• **What you need to do**
Pick out all lines of the entries that include the word "number" and copy them.

• **Material shown**
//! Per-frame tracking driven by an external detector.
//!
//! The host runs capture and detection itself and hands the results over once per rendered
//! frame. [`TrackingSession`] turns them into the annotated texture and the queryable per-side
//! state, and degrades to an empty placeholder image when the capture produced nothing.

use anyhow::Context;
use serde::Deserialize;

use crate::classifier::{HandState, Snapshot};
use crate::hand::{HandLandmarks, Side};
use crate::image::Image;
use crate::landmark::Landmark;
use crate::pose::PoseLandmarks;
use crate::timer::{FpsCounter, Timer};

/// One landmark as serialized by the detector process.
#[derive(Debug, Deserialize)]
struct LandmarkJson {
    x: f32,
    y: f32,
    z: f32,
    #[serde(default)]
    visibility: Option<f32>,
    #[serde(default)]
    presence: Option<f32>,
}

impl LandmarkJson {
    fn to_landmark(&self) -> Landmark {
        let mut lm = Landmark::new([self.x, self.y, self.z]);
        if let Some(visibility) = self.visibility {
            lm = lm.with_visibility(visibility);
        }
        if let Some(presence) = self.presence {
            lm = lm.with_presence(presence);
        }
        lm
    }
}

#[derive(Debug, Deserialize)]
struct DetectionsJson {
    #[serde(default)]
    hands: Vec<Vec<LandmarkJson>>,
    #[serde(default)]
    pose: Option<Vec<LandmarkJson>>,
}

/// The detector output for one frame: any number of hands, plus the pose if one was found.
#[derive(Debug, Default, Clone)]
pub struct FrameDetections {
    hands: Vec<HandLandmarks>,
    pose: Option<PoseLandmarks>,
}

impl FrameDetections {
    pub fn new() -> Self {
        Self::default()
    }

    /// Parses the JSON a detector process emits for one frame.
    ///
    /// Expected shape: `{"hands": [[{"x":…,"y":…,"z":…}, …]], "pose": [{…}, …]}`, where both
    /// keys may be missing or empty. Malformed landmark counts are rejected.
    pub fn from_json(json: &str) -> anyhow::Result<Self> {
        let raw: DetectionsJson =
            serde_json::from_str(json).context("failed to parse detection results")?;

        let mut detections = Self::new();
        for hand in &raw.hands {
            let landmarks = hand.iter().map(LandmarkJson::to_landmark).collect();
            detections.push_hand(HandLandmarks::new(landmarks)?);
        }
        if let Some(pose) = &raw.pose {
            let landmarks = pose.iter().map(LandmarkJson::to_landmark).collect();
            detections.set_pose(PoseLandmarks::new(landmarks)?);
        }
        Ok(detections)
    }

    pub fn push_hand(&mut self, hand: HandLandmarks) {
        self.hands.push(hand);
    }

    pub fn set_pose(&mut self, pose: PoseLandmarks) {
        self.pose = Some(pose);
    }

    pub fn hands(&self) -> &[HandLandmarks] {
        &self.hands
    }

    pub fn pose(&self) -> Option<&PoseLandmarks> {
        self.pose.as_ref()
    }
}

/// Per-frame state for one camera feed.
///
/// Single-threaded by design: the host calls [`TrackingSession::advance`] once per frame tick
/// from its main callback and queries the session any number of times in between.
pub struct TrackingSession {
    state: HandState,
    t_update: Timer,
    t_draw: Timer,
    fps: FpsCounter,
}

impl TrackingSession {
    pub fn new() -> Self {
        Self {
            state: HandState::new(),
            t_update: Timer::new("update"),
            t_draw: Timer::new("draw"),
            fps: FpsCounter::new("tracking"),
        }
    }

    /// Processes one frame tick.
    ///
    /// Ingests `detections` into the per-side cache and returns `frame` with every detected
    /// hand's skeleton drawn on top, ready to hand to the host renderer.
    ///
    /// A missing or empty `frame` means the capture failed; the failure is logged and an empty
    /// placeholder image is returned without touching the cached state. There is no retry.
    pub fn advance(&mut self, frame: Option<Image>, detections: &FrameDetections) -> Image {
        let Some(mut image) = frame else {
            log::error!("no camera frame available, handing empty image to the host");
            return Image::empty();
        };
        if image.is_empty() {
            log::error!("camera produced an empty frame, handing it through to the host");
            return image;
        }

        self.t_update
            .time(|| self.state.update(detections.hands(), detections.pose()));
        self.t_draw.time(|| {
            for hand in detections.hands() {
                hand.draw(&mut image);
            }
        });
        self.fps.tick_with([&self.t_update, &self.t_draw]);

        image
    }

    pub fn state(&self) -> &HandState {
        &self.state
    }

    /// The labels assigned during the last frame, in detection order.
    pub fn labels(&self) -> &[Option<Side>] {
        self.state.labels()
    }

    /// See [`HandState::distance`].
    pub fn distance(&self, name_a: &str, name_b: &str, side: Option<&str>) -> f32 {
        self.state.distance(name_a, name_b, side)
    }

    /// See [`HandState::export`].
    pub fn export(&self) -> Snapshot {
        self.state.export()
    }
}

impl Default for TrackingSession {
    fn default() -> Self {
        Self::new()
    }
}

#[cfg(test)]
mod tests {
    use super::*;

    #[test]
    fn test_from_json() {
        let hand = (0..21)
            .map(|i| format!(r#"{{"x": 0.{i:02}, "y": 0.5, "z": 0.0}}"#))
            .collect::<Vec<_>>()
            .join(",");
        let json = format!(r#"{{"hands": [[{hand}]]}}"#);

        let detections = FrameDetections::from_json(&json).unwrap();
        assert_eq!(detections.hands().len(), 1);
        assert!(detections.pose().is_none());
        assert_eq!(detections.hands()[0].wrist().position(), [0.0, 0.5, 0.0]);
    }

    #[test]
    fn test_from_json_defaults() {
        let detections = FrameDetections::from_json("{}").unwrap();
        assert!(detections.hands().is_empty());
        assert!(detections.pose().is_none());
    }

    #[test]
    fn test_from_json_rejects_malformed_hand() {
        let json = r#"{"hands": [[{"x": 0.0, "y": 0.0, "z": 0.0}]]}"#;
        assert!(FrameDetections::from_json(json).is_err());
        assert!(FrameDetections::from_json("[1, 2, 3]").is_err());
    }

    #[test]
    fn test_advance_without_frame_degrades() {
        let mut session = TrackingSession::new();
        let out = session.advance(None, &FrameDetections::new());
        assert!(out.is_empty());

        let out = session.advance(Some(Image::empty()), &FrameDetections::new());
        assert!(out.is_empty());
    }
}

• **Written response**
/// The detector output for one frame: any number of hands, plus the pose if one was found.
/// from its main callback and queries the session any number of times in between.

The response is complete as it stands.